++++ Provided information

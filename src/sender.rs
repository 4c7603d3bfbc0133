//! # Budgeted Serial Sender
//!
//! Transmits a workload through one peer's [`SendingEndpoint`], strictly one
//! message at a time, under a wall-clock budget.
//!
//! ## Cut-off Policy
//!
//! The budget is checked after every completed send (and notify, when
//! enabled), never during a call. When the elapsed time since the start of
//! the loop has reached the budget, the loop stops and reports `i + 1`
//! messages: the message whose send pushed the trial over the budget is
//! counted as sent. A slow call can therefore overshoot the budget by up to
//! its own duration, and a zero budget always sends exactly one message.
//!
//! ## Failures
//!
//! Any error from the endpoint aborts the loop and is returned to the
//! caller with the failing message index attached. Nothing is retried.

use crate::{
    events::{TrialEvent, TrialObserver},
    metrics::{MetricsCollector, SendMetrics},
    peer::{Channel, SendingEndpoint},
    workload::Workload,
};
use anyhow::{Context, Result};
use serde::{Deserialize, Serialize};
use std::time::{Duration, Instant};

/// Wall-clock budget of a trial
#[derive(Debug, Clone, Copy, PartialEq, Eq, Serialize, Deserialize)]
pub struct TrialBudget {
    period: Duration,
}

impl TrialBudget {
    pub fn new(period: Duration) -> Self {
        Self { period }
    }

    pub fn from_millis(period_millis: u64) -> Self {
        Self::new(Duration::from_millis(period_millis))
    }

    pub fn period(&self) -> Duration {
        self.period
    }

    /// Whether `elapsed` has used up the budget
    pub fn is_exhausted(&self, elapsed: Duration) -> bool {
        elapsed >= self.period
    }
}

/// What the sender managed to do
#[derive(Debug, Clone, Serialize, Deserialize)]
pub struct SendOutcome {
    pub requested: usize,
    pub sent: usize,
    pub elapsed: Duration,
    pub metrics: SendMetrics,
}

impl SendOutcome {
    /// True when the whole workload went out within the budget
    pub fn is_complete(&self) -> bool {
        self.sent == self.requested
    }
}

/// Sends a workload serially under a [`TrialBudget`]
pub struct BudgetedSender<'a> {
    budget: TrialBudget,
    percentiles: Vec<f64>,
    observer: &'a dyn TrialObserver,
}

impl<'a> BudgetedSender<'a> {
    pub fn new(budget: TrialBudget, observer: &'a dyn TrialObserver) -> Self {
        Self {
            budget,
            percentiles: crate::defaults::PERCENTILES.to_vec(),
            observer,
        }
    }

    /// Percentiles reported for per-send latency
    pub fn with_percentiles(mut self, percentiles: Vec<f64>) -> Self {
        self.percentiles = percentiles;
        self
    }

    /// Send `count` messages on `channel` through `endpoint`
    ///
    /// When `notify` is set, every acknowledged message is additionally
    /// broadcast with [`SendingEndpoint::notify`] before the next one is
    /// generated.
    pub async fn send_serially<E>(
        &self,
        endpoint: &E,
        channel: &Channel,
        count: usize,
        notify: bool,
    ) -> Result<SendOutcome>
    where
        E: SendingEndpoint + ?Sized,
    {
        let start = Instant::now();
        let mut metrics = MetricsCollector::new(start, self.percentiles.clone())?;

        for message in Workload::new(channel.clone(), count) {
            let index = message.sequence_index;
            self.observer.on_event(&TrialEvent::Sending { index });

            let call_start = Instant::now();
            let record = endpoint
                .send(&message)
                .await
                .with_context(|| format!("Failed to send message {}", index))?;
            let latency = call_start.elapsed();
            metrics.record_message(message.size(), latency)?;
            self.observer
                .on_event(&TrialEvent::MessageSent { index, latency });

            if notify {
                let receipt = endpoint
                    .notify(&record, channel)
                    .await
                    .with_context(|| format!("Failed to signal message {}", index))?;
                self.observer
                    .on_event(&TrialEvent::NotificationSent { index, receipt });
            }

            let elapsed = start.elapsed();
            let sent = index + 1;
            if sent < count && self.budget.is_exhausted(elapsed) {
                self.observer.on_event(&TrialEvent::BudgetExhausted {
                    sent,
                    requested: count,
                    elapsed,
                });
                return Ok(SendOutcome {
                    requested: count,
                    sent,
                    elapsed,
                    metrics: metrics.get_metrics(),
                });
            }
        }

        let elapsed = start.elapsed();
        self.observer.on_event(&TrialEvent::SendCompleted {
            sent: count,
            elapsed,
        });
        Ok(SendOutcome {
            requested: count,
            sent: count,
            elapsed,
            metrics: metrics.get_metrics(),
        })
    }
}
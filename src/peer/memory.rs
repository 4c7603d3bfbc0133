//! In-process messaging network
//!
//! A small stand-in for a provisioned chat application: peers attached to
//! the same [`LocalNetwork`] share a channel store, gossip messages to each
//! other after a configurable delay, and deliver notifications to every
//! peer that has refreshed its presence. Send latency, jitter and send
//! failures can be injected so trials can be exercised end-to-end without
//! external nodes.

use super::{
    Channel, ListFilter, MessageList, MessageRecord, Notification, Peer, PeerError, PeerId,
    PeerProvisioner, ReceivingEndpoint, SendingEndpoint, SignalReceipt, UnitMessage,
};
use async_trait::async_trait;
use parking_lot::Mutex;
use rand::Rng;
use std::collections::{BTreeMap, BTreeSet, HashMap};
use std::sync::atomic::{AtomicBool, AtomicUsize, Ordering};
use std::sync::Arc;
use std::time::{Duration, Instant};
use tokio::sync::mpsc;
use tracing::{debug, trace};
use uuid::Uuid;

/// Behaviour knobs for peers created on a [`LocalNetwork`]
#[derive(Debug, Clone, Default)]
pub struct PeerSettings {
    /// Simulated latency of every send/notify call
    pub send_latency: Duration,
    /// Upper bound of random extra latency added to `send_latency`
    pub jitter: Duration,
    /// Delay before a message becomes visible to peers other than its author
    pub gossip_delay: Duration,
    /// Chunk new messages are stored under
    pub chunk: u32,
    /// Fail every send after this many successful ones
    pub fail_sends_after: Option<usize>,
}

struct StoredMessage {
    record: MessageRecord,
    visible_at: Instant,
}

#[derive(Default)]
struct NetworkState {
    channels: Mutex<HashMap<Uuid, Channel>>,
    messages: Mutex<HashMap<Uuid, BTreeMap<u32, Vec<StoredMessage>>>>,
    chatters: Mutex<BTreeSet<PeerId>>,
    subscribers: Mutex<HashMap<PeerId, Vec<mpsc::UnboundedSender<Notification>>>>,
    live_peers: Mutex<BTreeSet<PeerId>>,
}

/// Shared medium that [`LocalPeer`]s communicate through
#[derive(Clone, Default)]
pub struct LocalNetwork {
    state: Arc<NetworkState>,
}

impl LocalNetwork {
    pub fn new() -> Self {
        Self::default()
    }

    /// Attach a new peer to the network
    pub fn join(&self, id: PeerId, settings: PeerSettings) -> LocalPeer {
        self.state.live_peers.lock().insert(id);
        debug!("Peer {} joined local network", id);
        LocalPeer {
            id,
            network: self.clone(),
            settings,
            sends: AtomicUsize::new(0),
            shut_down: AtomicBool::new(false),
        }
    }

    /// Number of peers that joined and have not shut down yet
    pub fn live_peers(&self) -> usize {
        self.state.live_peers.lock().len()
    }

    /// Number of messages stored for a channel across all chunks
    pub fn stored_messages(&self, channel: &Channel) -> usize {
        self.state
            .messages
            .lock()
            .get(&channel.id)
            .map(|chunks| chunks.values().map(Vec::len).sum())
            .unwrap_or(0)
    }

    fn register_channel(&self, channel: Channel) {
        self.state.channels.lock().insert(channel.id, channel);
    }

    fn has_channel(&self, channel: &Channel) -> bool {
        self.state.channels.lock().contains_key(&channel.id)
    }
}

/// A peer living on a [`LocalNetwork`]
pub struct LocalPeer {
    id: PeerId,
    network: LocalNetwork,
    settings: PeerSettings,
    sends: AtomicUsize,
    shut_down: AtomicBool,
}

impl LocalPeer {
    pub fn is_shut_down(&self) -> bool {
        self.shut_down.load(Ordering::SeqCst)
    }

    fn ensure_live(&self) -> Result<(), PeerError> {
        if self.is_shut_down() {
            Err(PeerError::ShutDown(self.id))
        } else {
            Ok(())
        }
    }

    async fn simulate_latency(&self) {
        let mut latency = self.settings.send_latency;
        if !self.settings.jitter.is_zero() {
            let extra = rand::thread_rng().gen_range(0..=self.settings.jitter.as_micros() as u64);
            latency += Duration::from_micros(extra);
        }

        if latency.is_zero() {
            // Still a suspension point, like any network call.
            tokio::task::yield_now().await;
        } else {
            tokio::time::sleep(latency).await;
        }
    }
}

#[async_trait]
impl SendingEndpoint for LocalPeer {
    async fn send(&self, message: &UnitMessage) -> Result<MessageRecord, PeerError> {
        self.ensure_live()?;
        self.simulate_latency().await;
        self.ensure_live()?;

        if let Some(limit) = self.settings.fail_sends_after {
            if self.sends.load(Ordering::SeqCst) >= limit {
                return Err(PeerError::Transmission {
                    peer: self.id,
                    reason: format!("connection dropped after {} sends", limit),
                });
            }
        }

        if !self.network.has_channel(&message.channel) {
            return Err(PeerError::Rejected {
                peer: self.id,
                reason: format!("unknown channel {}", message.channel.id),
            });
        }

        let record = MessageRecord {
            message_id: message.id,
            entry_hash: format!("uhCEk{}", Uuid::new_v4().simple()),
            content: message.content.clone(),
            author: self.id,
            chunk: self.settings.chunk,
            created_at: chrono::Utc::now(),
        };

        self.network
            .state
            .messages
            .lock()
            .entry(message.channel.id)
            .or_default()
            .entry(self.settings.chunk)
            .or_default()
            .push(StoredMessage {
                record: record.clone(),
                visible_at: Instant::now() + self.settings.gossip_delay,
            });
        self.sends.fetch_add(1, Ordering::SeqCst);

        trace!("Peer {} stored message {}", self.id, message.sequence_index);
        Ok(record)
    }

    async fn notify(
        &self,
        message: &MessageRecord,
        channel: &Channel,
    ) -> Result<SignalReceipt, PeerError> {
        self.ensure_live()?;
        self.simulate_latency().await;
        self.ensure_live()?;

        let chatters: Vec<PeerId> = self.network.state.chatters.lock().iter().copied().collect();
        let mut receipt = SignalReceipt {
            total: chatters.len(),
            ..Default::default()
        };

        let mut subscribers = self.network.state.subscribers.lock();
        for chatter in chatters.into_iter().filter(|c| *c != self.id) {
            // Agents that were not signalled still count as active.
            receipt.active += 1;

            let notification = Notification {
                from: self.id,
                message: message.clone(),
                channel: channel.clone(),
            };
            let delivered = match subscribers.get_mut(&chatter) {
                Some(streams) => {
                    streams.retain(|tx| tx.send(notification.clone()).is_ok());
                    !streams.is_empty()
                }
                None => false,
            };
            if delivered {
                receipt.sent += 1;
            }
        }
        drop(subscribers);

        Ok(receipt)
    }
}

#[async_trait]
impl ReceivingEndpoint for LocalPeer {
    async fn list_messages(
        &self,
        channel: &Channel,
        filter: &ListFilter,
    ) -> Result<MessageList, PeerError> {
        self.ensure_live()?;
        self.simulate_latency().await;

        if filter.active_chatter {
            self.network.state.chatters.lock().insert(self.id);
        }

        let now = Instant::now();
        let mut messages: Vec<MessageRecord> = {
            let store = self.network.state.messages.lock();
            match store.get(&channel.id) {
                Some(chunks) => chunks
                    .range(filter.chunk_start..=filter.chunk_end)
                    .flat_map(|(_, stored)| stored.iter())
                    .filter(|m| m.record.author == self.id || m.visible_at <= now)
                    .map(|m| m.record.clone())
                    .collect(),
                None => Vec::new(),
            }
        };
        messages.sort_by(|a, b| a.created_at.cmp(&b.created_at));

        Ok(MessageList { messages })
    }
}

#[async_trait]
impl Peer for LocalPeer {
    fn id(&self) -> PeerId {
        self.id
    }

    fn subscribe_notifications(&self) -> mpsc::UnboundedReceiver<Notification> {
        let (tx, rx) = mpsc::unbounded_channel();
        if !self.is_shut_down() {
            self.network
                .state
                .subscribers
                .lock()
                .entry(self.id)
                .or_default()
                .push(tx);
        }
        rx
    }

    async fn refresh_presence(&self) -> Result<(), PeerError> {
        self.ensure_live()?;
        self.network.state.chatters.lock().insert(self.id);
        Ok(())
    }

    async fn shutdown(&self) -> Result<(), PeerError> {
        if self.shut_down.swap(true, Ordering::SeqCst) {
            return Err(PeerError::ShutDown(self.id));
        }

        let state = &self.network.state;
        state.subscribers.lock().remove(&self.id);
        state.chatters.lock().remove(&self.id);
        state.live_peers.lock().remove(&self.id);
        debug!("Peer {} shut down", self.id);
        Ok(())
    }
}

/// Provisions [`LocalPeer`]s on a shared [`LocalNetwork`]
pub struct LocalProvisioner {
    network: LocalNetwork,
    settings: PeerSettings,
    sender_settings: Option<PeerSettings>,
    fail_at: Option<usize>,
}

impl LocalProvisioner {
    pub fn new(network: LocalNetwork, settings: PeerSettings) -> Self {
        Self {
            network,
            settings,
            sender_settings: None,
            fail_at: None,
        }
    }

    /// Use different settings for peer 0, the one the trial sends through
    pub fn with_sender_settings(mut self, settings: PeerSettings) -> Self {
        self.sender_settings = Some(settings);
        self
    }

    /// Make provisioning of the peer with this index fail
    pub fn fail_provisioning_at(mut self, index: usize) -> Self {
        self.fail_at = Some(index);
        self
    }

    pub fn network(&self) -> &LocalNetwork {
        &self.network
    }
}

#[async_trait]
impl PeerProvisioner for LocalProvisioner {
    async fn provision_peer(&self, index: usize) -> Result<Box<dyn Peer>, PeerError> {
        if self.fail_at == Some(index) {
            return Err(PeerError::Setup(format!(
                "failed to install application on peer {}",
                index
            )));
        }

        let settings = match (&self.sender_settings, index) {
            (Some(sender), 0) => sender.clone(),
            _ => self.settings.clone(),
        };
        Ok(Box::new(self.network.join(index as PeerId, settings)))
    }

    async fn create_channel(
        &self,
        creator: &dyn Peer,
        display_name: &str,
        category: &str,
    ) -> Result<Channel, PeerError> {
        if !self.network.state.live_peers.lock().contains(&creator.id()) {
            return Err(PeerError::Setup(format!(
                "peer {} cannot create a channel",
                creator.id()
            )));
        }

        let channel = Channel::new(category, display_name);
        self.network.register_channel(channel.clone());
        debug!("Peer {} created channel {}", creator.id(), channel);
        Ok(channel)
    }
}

++++++++

Instructions for the task
Reproduce the entries above exactly, starting at their first line and finishing with the line that contains "(and notify, when".

Worked solution
filename src/sender.rs
repository 4c7603d3bfbc0133
//! # Budgeted Serial Sender
//!
//! Transmits a workload through one peer's [`SendingEndpoint`], strictly one
//! message at a time, under a wall-clock budget.
//!
//! ## Cut-off Policy
//!
//! The budget is checked after every completed send (and notify, when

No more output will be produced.